____ Extracted records
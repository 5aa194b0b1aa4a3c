/**
 * Current Identity Handler
 *
 * GET /api/auth/me
 *
 * Stub: no header or token is inspected; the answer is always user 1 with the
 * `admin` role, whether or not that user exists in the store.
 */

use axum::response::Json;

use crate::backend::auth::handlers::types::MeResponse;
use crate::backend::auth::sessions::MOCK_IDENTITY;

pub async fn me() -> Json<MeResponse> {
    let (id, role) = MOCK_IDENTITY;
    tracing::debug!("Reporting mock identity {} as {}", id, role);
    Json(MeResponse { id, role })
}
//! Categories Backend Module

pub mod handlers;

pub use handlers::{create_category, list_categories};
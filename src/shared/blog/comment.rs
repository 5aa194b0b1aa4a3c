//! Comment Data Structure
//!
//! Comments hang off a post by id. The post is not required to exist.

use serde::{Deserialize, Serialize};

use super::EntityId;
use crate::shared::error::{require, SharedError};

/// A comment on a post
#[derive(Debug, Clone, Serialize, Deserialize, PartialEq, Eq)]
pub struct Comment {
    pub id: EntityId,
    pub post_id: EntityId,
    pub user_id: EntityId,
    pub content: String,
    pub likes: u64,
    pub is_reported: bool,
}

impl Comment {
    pub fn summary(&self) -> CommentSummary {
        CommentSummary {
            id: self.id,
            user_id: self.user_id,
            content: self.content.clone(),
        }
    }
}

/// Entry of a post's comment listing
#[derive(Debug, Clone, Serialize, Deserialize, PartialEq, Eq)]
pub struct CommentSummary {
    pub id: EntityId,
    pub user_id: EntityId,
    pub content: String,
}

/// Response type for listing comments
#[derive(Debug, Clone, Serialize, Deserialize)]
pub struct ListCommentsResponse {
    pub comments: Vec<CommentSummary>,
}

/// Request type for creating a comment
#[derive(Debug, Clone, Default, Serialize, Deserialize)]
pub struct CreateCommentRequest {
    pub content: Option<String>,
}

impl CreateCommentRequest {
    /// Build an unsaved comment on `post_id` authored by `user_id`
    pub fn into_comment(self, post_id: EntityId, user_id: EntityId) -> Result<Comment, SharedError> {
        let content = require("content", self.content.as_deref())?.to_string();
        Ok(Comment {
            id: 0,
            post_id,
            user_id,
            content,
            likes: 0,
            is_reported: false,
        })
    }
}

/// Response type for creating a comment
#[derive(Debug, Clone, Serialize, Deserialize, PartialEq, Eq)]
pub struct CreateCommentResponse {
    pub id: EntityId,
    pub post_id: EntityId,
}

#[cfg(test)]
mod tests {
    use super::*;

    #[test]
    fn test_into_comment_defaults() {
        let comment = CreateCommentRequest { content: Some("Nice".into()) }
            .into_comment(9, 1)
            .unwrap();
        assert_eq!(comment.post_id, 9);
        assert_eq!(comment.user_id, 1);
        assert_eq!(comment.likes, 0);
        assert!(!comment.is_reported);
    }

    #[test]
    fn test_content_is_required() {
        let err = CreateCommentRequest::default().into_comment(1, 1).unwrap_err();
        assert_eq!(err, SharedError::missing("content"));
    }
}
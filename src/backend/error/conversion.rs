/**
 * Error Conversion
 *
 * This module provides conversion implementations for backend errors,
 * allowing them to be converted to HTTP responses.
 *
 * # Response Format
 *
 * Error responses are returned as JSON with the following structure:
 * ```json
 * {
 *   "error": "Error message",
 *   "status": 400
 * }
 * ```
 *
 * Clients should branch on the status code; the message is informational.
 */

use axum::{
    extract::rejection::JsonRejection,
    response::{IntoResponse, Response},
    Json,
};
use crate::backend::error::types::BackendError;

impl IntoResponse for BackendError {
    fn into_response(self) -> Response {
        let status = self.status_code();
        let body = serde_json::json!({
            "error": self.message(),
            "status": status.as_u16(),
        });
        (status, Json(body)).into_response()
    }
}

/// Every JSON extraction failure is a validation failure (400), whether the
/// content type is missing (415 by default) or the shape is wrong (422).
impl From<JsonRejection> for BackendError {
    fn from(rejection: JsonRejection) -> Self {
        BackendError::malformed_body(rejection.body_text())
    }
}
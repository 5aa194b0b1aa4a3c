//! Category Data Structure

use serde::{Deserialize, Serialize};

use super::EntityId;
use crate::shared::error::{require, SharedError};

/// A post category. Also the response body of category creation.
#[derive(Debug, Clone, Serialize, Deserialize, PartialEq, Eq)]
pub struct Category {
    pub id: EntityId,
    pub name: String,
}

/// Response type for listing categories
#[derive(Debug, Clone, Serialize, Deserialize)]
pub struct ListCategoriesResponse {
    pub categories: Vec<Category>,
}

/// Request type for creating a category
#[derive(Debug, Clone, Default, Serialize, Deserialize)]
pub struct CreateCategoryRequest {
    pub name: Option<String>,
}

impl CreateCategoryRequest {
    /// Build an unsaved category; the store assigns the id
    pub fn into_category(self) -> Result<Category, SharedError> {
        let name = require("name", self.name.as_deref())?.to_string();
        Ok(Category { id: 0, name })
    }
}
//! Comments Backend Module

pub mod handlers;

pub use handlers::{create_comment, list_comments};
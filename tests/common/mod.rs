//! Common test utilities and helpers
//!
//! Router fixtures, request builders and custom assertion macros shared by
//! the integration tests.

#![allow(dead_code)]

use axum::body::{to_bytes, Body};
use axum::http::{Request, StatusCode};
use axum::Router;
use inkpost::backend::server::create_app_with_store;
use inkpost::backend::store::{BlogStore, SharedStore};
use serde_json::Value;
use tower::util::ServiceExt;

/// Assert that a string contains a substring
macro_rules! assert_contains {
    ($haystack:expr, $needle:expr) => {
        assert!(
            $haystack.contains($needle),
            "Expected '{}' to contain '{}'",
            $haystack,
            $needle
        );
    };
}

/// Router plus a handle on the store behind it
pub struct TestApp {
    pub router: Router,
    pub store: SharedStore,
}

impl TestApp {
    pub fn new() -> Self {
        let store = BlogStore::new().shared();
        let router = create_app_with_store(store.clone());
        Self { router, store }
    }

    /// Send a request and decode the body as JSON (`Value::Null` if empty or not JSON).
    pub async fn send(&self, method: &str, uri: &str, body: Option<Value>) -> (StatusCode, Value) {
        let builder = Request::builder().method(method).uri(uri);
        let request = match body {
            Some(json) => builder
                .header("content-type", "application/json")
                .body(Body::from(json.to_string()))
                .unwrap(),
            None => builder.body(Body::empty()).unwrap(),
        };
        self.send_request(request).await
    }

    pub async fn send_request(&self, request: Request<Body>) -> (StatusCode, Value) {
        let response = self.router.clone().oneshot(request).await.unwrap();
        let status = response.status();
        let bytes = to_bytes(response.into_body(), usize::MAX).await.unwrap();
        let body = serde_json::from_slice(&bytes).unwrap_or(Value::Null);
        (status, body)
    }

    pub async fn get(&self, uri: &str) -> (StatusCode, Value) {
        self.send("GET", uri, None).await
    }

    pub async fn post(&self, uri: &str, body: Value) -> (StatusCode, Value) {
        self.send("POST", uri, Some(body)).await
    }

    pub async fn put(&self, uri: &str, body: Value) -> (StatusCode, Value) {
        self.send("PUT", uri, Some(body)).await
    }

    pub async fn delete(&self, uri: &str) -> (StatusCode, Value) {
        self.send("DELETE", uri, None).await
    }
}
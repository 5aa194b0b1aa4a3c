//! Blog Module
//!
//! This module contains the data structures for the blog:
//!
//! - `User` - An account with a role and a profile bio
//! - `Post` - An article, a draft until published
//! - `Category` - A named bucket posts can point at
//! - `Comment` - A reader comment attached to a post
//!
//! Each entity comes with the request and response payloads its endpoints
//! exchange. References between entities (`author_id`, `category_id`,
//! `post_id`, `user_id`) are plain ids and are never checked for existence.
//!
//! # Usage
//!
//! ```rust
//! use inkpost::shared::blog::{slugify, Post, Category, Comment, User};
//!
//! assert_eq!(slugify("Hello World"), "hello-world");
//! ```

use serde::{Deserialize, Serialize};

pub mod category;
pub mod comment;
pub mod post;
pub mod user;

/// Identifier assigned by the store, starting at 1 per entity type
pub type EntityId = u64;

/// Identity every mock-authenticated request acts as
pub const MOCK_USER_ID: EntityId = 1;

/// Generic acknowledgement body, e.g. `{"status":"updated","id":3}`
#[derive(Debug, Clone, Serialize, Deserialize, PartialEq, Eq)]
pub struct StatusResponse {
    pub status: String,
    #[serde(default, skip_serializing_if = "Option::is_none")]
    pub id: Option<EntityId>,
}

impl StatusResponse {
    pub fn new(status: impl Into<String>) -> Self {
        Self {
            status: status.into(),
            id: None,
        }
    }

    pub fn with_id(mut self, id: EntityId) -> Self {
        self.id = Some(id);
        self
    }
}

// Re-export all types
pub use category::{Category, CreateCategoryRequest, ListCategoriesResponse};
pub use comment::{
    Comment, CommentSummary, CreateCommentRequest, CreateCommentResponse, ListCommentsResponse,
};
pub use post::{
    slugify, CreatePostRequest, CreatePostResponse, ListPostsResponse, Post, PostSummary,
    UpdatePostRequest,
};
pub use user::{Role, UpdateUserRequest, User, UserProfile};
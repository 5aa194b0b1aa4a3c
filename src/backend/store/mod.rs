//! Store Module
//!
//! The in-memory stand-in for a database: one insertion-ordered collection
//! per entity type, each with its own id counter, all behind a single
//! `tokio::sync::Mutex`.
//!
//! # Architecture
//!
//! - **`collection`** - `Collection<T>` and the `Record` trait (id assignment,
//!   linear find/update/remove)
//! - **`state`** - `BlogStore`, the four collections, and `SharedStore`
//!
//! There is no reader/writer split: listing posts blocks writers and other
//! readers alike. With one lock and no nested acquisition there is no lock
//! ordering to get wrong.
//!
//! # Example
//!
//! ```rust
//! use inkpost::backend::store::BlogStore;
//! use inkpost::shared::Category;
//!
//! let mut store = BlogStore::new();
//! let id = store.categories.insert(Category { id: 0, name: "Tech".into() });
//! assert_eq!(id, 1);
//! ```

/// Generic ordered collection
pub mod collection;

/// Blog store state
pub mod state;

pub use collection::{Collection, Record};
pub use state::{BlogStore, SharedStore};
________
● What the exercise asks
In the records, find every line that has the string "whether" and copy it.

● Completed exercise
 * `admin` role, whether or not that user exists in the store.
/// Every JSON extraction failure is a validation failure (400), whether the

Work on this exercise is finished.